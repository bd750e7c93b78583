use axum::routing::{get, post};
use axum::Router;

mod bucket_size;
mod folders;
mod list;
mod objects;
mod presign;
mod view;

use common::prelude::Storage;

use crate::http_server::error::DashboardError;
use crate::http_server::session::CurrentSession;
use crate::UiState;

pub fn router(state: UiState) -> Router<UiState> {
    Router::new()
        .route("/list", get(list::handler))
        .route("/rename-folder", post(folders::rename_handler))
        .route("/copy-folder", post(folders::copy_handler))
        .route("/delete-folder", post(folders::delete_handler))
        .route("/delete", post(objects::delete_handler))
        .route("/rename", post(objects::rename_handler))
        .route("/copy", post(objects::copy_handler))
        .route("/presigned-url/upload", post(presign::upload_handler))
        .route("/presigned-url/download", post(presign::download_handler))
        .route("/view/*key", get(view::handler))
        .route("/bucket-size", get(bucket_size::handler))
        .route("/bucket-size/invalidate", post(bucket_size::invalidate_handler))
        .with_state(state)
}

/// A bucket client for the request's session.
async fn storage(state: &UiState, current: &CurrentSession) -> Result<Storage, DashboardError> {
    Ok(state.storage(&current.session).await?)
}

/// A required, non-empty string field from a JSON body.
fn required(value: Option<String>) -> Option<String> {
    value.filter(|v| !v.is_empty())
}

#[cfg(test)]
mod tests {
    use super::*;

    #[test]
    fn test_required() {
        assert_eq!(required(Some("a".into())), Some("a".to_string()));
        assert_eq!(required(Some(String::new())), None);
        assert_eq!(required(None), None);
    }
}
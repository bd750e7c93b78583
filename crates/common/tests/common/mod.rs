//! Shared helpers for tests against mocked EPIC services
#![allow(dead_code)]

use std::collections::BTreeMap;
use std::sync::Arc;

use axum::extract::Request;
use axum::middleware::{self, Next};
use axum::response::Response;
use axum::Router;
use common::config::ProjectConfig;
use parking_lot::Mutex;
use url::Url;

/// `METHOD /path` for every request a mock server received, in order.
#[derive(Clone, Default)]
pub struct RequestLog(Arc<Mutex<Vec<String>>>);

impl RequestLog {
    pub fn entries(&self) -> Vec<String> {
        self.0.lock().clone()
    }
}

/// Serve `router` on an ephemeral local port and return its base URL.
pub async fn spawn(router: Router) -> (String, RequestLog) {
    let log = RequestLog::default();
    let recorder = log.clone();
    let router = router.layer(middleware::from_fn(move |req: Request, next: Next| {
        let recorder = recorder.clone();
        async move {
            recorder
                .0
                .lock()
                .push(format!("{} {}", req.method(), req.uri().path()));
            let response: Response = next.run(req).await;
            response
        }
    }));

    let listener = tokio::net::TcpListener::bind("127.0.0.1:0").await.unwrap();
    let addr = listener.local_addr().unwrap();
    tokio::spawn(async move {
        axum::serve(listener, router).await.unwrap();
    });
    (format!("http://{}", addr), log)
}

pub fn project(api_url: &str, identity_url: Option<&str>) -> ProjectConfig {
    ProjectConfig {
        name: "demo".to_string(),
        api_base_url: api_url.to_string(),
        identity_pool_client_id: "client-id".to_string(),
        identity_pool_id: Some("eu-west-2_pool".to_string()),
        storage_bucket_name: Some("epic-data".to_string()),
        job_queue_name: Some("queue".to_string()),
        region: "eu-west-2".to_string(),
        username: "alice".to_string(),
        password: Some("hunter2".to_string()),
        identity_endpoint: identity_url.map(|u| Url::parse(u).unwrap()),
        extra: BTreeMap::new(),
    }
}
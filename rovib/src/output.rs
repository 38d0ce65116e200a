use std::fmt::Display;

use serde::{Deserialize, Serialize};

use crate::{Rovib, Spectrum, Transition};

/// contains all of the output data from running Rovib
#[derive(Clone, Debug, Default, Serialize, Deserialize, PartialEq)]
pub struct Output {
    /// the molecule the spectrum was computed for
    pub input: Rovib,

    /// rotational partition function
    pub qrot: f64,

    /// the lines of the spectrum in P, Q, R order
    pub transitions: Vec<Transition>,

    pub spectrum: Spectrum,
}

impl Display for Output {
    fn fmt(&self, f: &mut std::fmt::Formatter<'_>) -> std::fmt::Result {
        writeln!(f, "Rotation-vibration spectrum of {}", self.input.label)?;
        writeln!(f, "\nSpectroscopic Constants:\n{}", self.input.annotation())?;
        writeln!(f, "Jmax = {}", self.input.jmax)?;
        writeln!(f, "T = {} K", self.input.temp)?;

        writeln!(
            f,
            "\nTransitions (cm-1):\n{:>6}{:>5}{:>14}{:>12}",
            "Branch", "J", "Freq", "Weight"
        )?;
        for t in &self.transitions {
            writeln!(f, "{t}")?;
        }

        writeln!(f, "\nqRot = {:.8}", self.qrot)?;

        if let (Some(first), Some(last)) =
            (self.spectrum.freqs.first(), self.spectrum.freqs.last())
        {
            writeln!(
                f,
                "\nSpectrum: {} points from {first:.4} to {last:.4} cm-1",
                self.spectrum.len()
            )?;
        }
        if let Some((freq, fw)) = self.spectrum.peak() {
            writeln!(f, "Peak intensity {fw:.6} at {freq:.4} cm-1")?;
        }

        Ok(())
    }
}
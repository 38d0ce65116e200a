use std::fmt::Display;

use serde::{Deserialize, Serialize};

/// selection-rule branch of a v = 0 -> 1 transition, by the change in J
#[derive(Clone, Copy, Debug, PartialEq, Eq, Hash, Serialize, Deserialize)]
pub enum Branch {
    /// ΔJ = -1
    P,
    /// ΔJ = 0
    Q,
    /// ΔJ = +1
    R,
}

impl Branch {
    /// rotational quantum number of the upper state for a transition out of
    /// lower state `j`. panics for a P transition out of J = 0
    pub fn upper(&self, j: usize) -> usize {
        match self {
            Branch::P => {
                assert!(j > 0, "no P transition out of J = 0");
                j - 1
            }
            Branch::Q => j,
            Branch::R => j + 1,
        }
    }

    /// the lower-state J values spanned by this branch for `jmax`, in
    /// increasing order
    pub fn lower_js(&self, jmax: usize) -> std::ops::RangeInclusive<usize> {
        match self {
            Branch::P => 1..=jmax,
            Branch::Q => 0..=0,
            Branch::R => 0..=jmax,
        }
    }
}

impl Display for Branch {
    fn fmt(&self, f: &mut std::fmt::Formatter<'_>) -> std::fmt::Result {
        f.pad(match self {
            Branch::P => "P",
            Branch::Q => "Q",
            Branch::R => "R",
        })
    }
}
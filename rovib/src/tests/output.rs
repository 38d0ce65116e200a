use super::*;

#[test]
fn run() {
    let r = rigid();
    let got = r.run();
    assert_eq!(got.input, r);
    assert_eq!(got.qrot, r.qrot());
    assert_eq!(got.transitions, r.transitions());
    assert_eq!(got.spectrum.len(), consts::NPUNTOS + 1);
}

#[test]
fn display() {
    let got = rigid().run().to_string();
    assert!(got.starts_with("Rotation-vibration spectrum of rigid rotor\n"));
    assert!(got.contains(&rigid().annotation()));
    assert!(got.contains("Jmax = 1\n"));
    assert!(got.contains("T = 10 K\n"));
    assert!(got.contains("qRot = 3.24983060\n"));
    assert!(got.contains("Spectrum: 10001 points"));
    assert!(got.contains("Peak intensity"));

    // header plus one row per transition
    let table: Vec<_> = got
        .lines()
        .skip_while(|l| !l.starts_with("Transitions"))
        .skip(2)
        .take_while(|l| !l.is_empty())
        .collect();
    let want = vec![
        "     P    1       98.0000    0.692292",
        "     Q    0      100.0000    0.000000",
        "     R    0      102.0000    0.307708",
        "     R    1      104.0000    0.692292",
    ];
    assert_eq!(table, want);
}

#[test]
fn json() {
    let got = serde_json::to_value(hcl().run()).unwrap();
    assert_eq!(got["input"]["label"], "HCl");
    assert_eq!(got["input"]["jmax"], 20);
    assert_eq!(got["transitions"].as_array().unwrap().len(), 42);
    assert_eq!(got["transitions"][20]["branch"], "Q");
    assert_eq!(
        got["spectrum"]["freqs"].as_array().unwrap().len(),
        consts::NPUNTOS + 1
    );
}
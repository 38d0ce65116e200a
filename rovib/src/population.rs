use crate::{transition, Branch, Dvec, Rovib};

impl Rovib {
    /// unnormalized Boltzmann population of rotational level `j`, including
    /// its 2J + 1 degeneracy
    pub fn nj(&self, j: usize) -> f64 {
        (2.0 * j as f64 + 1.0) * f64::exp(-self.frot(j) / self.kt())
    }

    /// rotational partition function summed over J = 0..=jmax
    pub fn qrot(&self) -> f64 {
        (0..=self.jmax).map(|j| self.nj(j)).sum()
    }

    /// population weight of the `branch` transition out of lower state `j`,
    /// normalized by `qrot`. the Q line carries no weight
    pub fn weight(&self, branch: Branch, j: usize, qrot: f64) -> f64 {
        match branch {
            Branch::Q => 0.0,
            Branch::P | Branch::R => self.nj(j) / qrot,
        }
    }

    /// the population weights in the packed layout of [Rovib::transitions]
    pub fn weights(&self) -> Dvec {
        transition::weights(&self.transitions())
    }
}
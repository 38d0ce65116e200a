use crate::{consts::TEMP, Rovib};

impl Default for Rovib {
    fn default() -> Self {
        Self {
            label: Default::default(),
            b: Default::default(),
            d: Default::default(),
            nue: Default::default(),
            xe: Default::default(),
            alfae: Default::default(),
            jmax: 1,
            temp: TEMP,
        }
    }
}

pub(crate) fn temp() -> f64 {
    TEMP
}
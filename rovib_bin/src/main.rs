use std::{error::Error, path::PathBuf};

use clap::Parser;
use rovib::{consts::DATA_FILE, Rovib, Sampling};

#[derive(Debug, Parser)]
#[command(author, version, about, long_about = None)]
struct Args {
    /// Input file describing the molecule. Files ending in .json are read as
    /// JSON, anything else in the sectioned text format
    #[arg(value_parser)]
    infile: PathBuf,

    /// Writes the output in JSON format for use by other programs
    #[arg(short, long, value_parser, default_value_t = false)]
    json: bool,

    /// File to write the sampled spectrum to
    #[arg(short, long, value_parser, default_value = DATA_FILE)]
    output: PathBuf,

    /// Sample the spectrum on a uniform grid instead of the stepped one
    #[arg(short, long, value_parser, default_value_t = false)]
    uniform: bool,

    /// Skip writing the sampled spectrum to a file
    #[arg(long, value_parser, default_value_t = false)]
    no_data: bool,
}

fn main() -> Result<(), Box<dyn Error>> {
    env_logger::init();
    let cfg = Args::parse();
    let rovib = match cfg.infile.extension() {
        Some(ext) if ext == "json" => Rovib::load_json(&cfg.infile)?,
        _ => Rovib::load(&cfg.infile)?,
    };
    let sampling = if cfg.uniform {
        Sampling::Uniform
    } else {
        Sampling::Stepped
    };
    let got = rovib.run_with(sampling);
    if !cfg.no_data {
        got.spectrum.save(&cfg.output)?;
        log::info!("wrote spectrum to {}", cfg.output.display());
    }
    if cfg.json {
        let data = serde_json::to_string_pretty(&got)?;
        println!("{data}");
    } else {
        print!("{got}");
    }
    Ok(())
}
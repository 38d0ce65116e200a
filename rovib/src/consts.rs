/// boltzmann's constant in cm-1/K
pub const KB: f64 = 0.69503;

/// temperature in K
pub const TEMP: f64 = 10.0;

/// full width at half maximum of each Lorentzian line (cm-1)
pub const SIGMA: f64 = 1.0;

/// number of sampling steps across the spectrum window. one more sample than
/// this is emitted
pub const NPUNTOS: usize = 10000;

/// fractional correction applied to each step of the stepped sampling rule
pub const WA: f64 = 0.01;

/// padding added below the lowest and above the highest transition (cm-1)
pub const PAD: f64 = 20.0;

/// default name of the file the spectrum is written to
pub const DATA_FILE: &str = "data";
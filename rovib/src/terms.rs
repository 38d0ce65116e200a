use crate::Rovib;

impl Rovib {
    /// rotational term value F(J) including centrifugal distortion
    pub fn frot(&self, j: usize) -> f64 {
        let jj = (j * (j + 1)) as f64;
        self.b * jj - self.d * jj * jj
    }

    /// anharmonic vibrational term value G(v)
    pub fn gvib(&self, v: usize) -> f64 {
        let v = v as f64 + 0.5;
        self.nue * v - self.xe * self.nue * v * v
    }

    /// combined rotation-vibration term value S(v, J), including the
    /// rotation-vibration coupling
    pub fn srovib(&self, v: usize, j: usize) -> f64 {
        let jj = (j * (j + 1)) as f64;
        self.gvib(v) + self.frot(j) - self.alfae * (v as f64 + 0.5) * jj
    }
}
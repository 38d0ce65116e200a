use std::{
    fmt::Debug,
    fs::File,
    io::{BufRead, BufReader},
    path::Path,
    str::FromStr,
};

use log::warn;
use thiserror::Error;

use crate::{consts::TEMP, Rovib};

#[derive(Debug, Error)]
pub enum LoadError {
    #[error("failed to read input: {0}")]
    Io(#[from] std::io::Error),

    #[error("failed to parse JSON input: {0}")]
    Json(#[from] serde_json::Error),

    #[error("missing {0} section")]
    MissingSection(&'static str),

    #[error("wrong number of constants. found {found} expected 5")]
    ConstantCount { found: usize },

    #[error("failed to parse '{value}' in {section} section")]
    Parse {
        section: &'static str,
        value: String,
    },

    #[error("{name} must be finite, got {value}")]
    NonFinite { name: &'static str, value: f64 },

    #[error("jmax must be at least 1, got {0}")]
    JMax(usize),

    #[error("temperature must be positive, got {0}")]
    Temp(f64),

    #[error("rotational term of J = {j} is negative ({frot} cm-1), lower jmax")]
    NegativeFrot { j: usize, frot: f64 },
}

impl Rovib {
    /// load a keyword-sectioned input file like
    /// ```text
    /// # MOLECULE #############
    /// HCl
    /// # CONSTANTS #############
    /// 10.59341 5.3194e-4 2990.9463 0.01741 0.307181
    /// # JMAX #############
    /// 20
    /// ```
    /// with an optional `TEMP` section. section headers are lines starting
    /// with `#` and containing the section name. the constants are B, D, nue, xe, and
    /// alfae, in that order
    pub fn load<P>(filename: P) -> Result<Self, LoadError>
    where
        P: AsRef<Path> + Debug,
    {
        let f = File::open(filename)?;
        let ret = read(BufReader::new(f))?;
        ret.validate()?;
        Ok(ret)
    }

    /// load a JSON input file with the same field names as [Rovib]
    pub fn load_json<P>(filename: P) -> Result<Self, LoadError>
    where
        P: AsRef<Path> + Debug,
    {
        let f = File::open(filename)?;
        let ret: Self = serde_json::from_reader(BufReader::new(f))?;
        ret.validate()?;
        Ok(ret)
    }

    /// check that `self` describes a usable molecule: every constant finite,
    /// at least one P and R line, a positive temperature, and rotational
    /// levels up to jmax whose term values stay non-negative so the partition
    /// function stays finite
    pub fn validate(&self) -> Result<(), LoadError> {
        for (name, value) in [
            ("B", self.b),
            ("D", self.d),
            ("nue", self.nue),
            ("xe", self.xe),
            ("alfae", self.alfae),
            ("temp", self.temp),
        ] {
            if !value.is_finite() {
                return Err(LoadError::NonFinite { name, value });
            }
        }
        if self.jmax < 1 {
            return Err(LoadError::JMax(self.jmax));
        }
        if self.temp <= 0.0 {
            return Err(LoadError::Temp(self.temp));
        }
        // large D flips the distortion term negative at high J
        if let Some(j) = (0..=self.jmax).find(|&j| self.frot(j) < 0.0) {
            return Err(LoadError::NegativeFrot {
                j,
                frot: self.frot(j),
            });
        }
        if self.temp != TEMP {
            warn!("using non-default temperature of {} K", self.temp);
        }
        Ok(())
    }
}

fn parse<T: FromStr>(section: &'static str, s: &str) -> Result<T, LoadError> {
    s.parse().map_err(|_| LoadError::Parse {
        section,
        value: s.to_owned(),
    })
}

/// read the sections of an input file into a `Rovib`, without validating
/// the values
pub(crate) fn read<R: BufRead>(reader: R) -> Result<Rovib, LoadError> {
    enum State {
        Molecule,
        Constants,
        JMax,
        Temp,
        None,
    }
    let mut state = State::None;
    let mut label: Option<String> = None;
    let mut constants = Vec::new();
    let mut jmax: Option<usize> = None;
    let mut ret = Rovib::default();
    for line in reader.lines() {
        let line = line?;
        let trimmed = line.trim();
        if trimmed.is_empty() {
            continue;
        } else if trimmed.starts_with('#') {
            // section headers start with #, anything else is data
            if line.contains("MOLECULE") {
                state = State::Molecule;
            } else if line.contains("CONSTANTS") {
                state = State::Constants;
            } else if line.contains("JMAX") {
                state = State::JMax;
            } else if line.contains("TEMP") {
                state = State::Temp;
            } else {
                state = State::None;
            }
        } else {
            match state {
                State::Molecule => label = Some(trimmed.to_owned()),
                State::Constants => {
                    for s in trimmed.split_whitespace() {
                        constants.push(parse::<f64>("CONSTANTS", s)?);
                    }
                }
                State::JMax => jmax = Some(parse("JMAX", trimmed)?),
                State::Temp => ret.temp = parse("TEMP", trimmed)?,
                State::None => (),
            }
        }
    }
    ret.label = label.ok_or(LoadError::MissingSection("MOLECULE"))?;
    ret.jmax = jmax.ok_or(LoadError::MissingSection("JMAX"))?;
    match constants.as_slice() {
        [] => return Err(LoadError::MissingSection("CONSTANTS")),
        &[b, d, nue, xe, alfae] => {
            ret.b = b;
            ret.d = d;
            ret.nue = nue;
            ret.xe = xe;
            ret.alfae = alfae;
        }
        _ => {
            return Err(LoadError::ConstantCount {
                found: constants.len(),
            })
        }
    }
    Ok(ret)
}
□ □ □ □ □
Work instructions:
Could you write out, exactly as they stand, only the lines above that begin at the line with "let v = v as f64 + 0.5;" and stop after the line with "pub fn srovib(&self, v: usize, j: usize)"?

Solution to the exercise:
        let v = v as f64 + 0.5;
        self.nue * v - self.xe * self.nue * v * v
    }

    /// combined rotation-vibration term value S(v, J), including the
    /// rotation-vibration coupling
    pub fn srovib(&self, v: usize, j: usize) -> f64 {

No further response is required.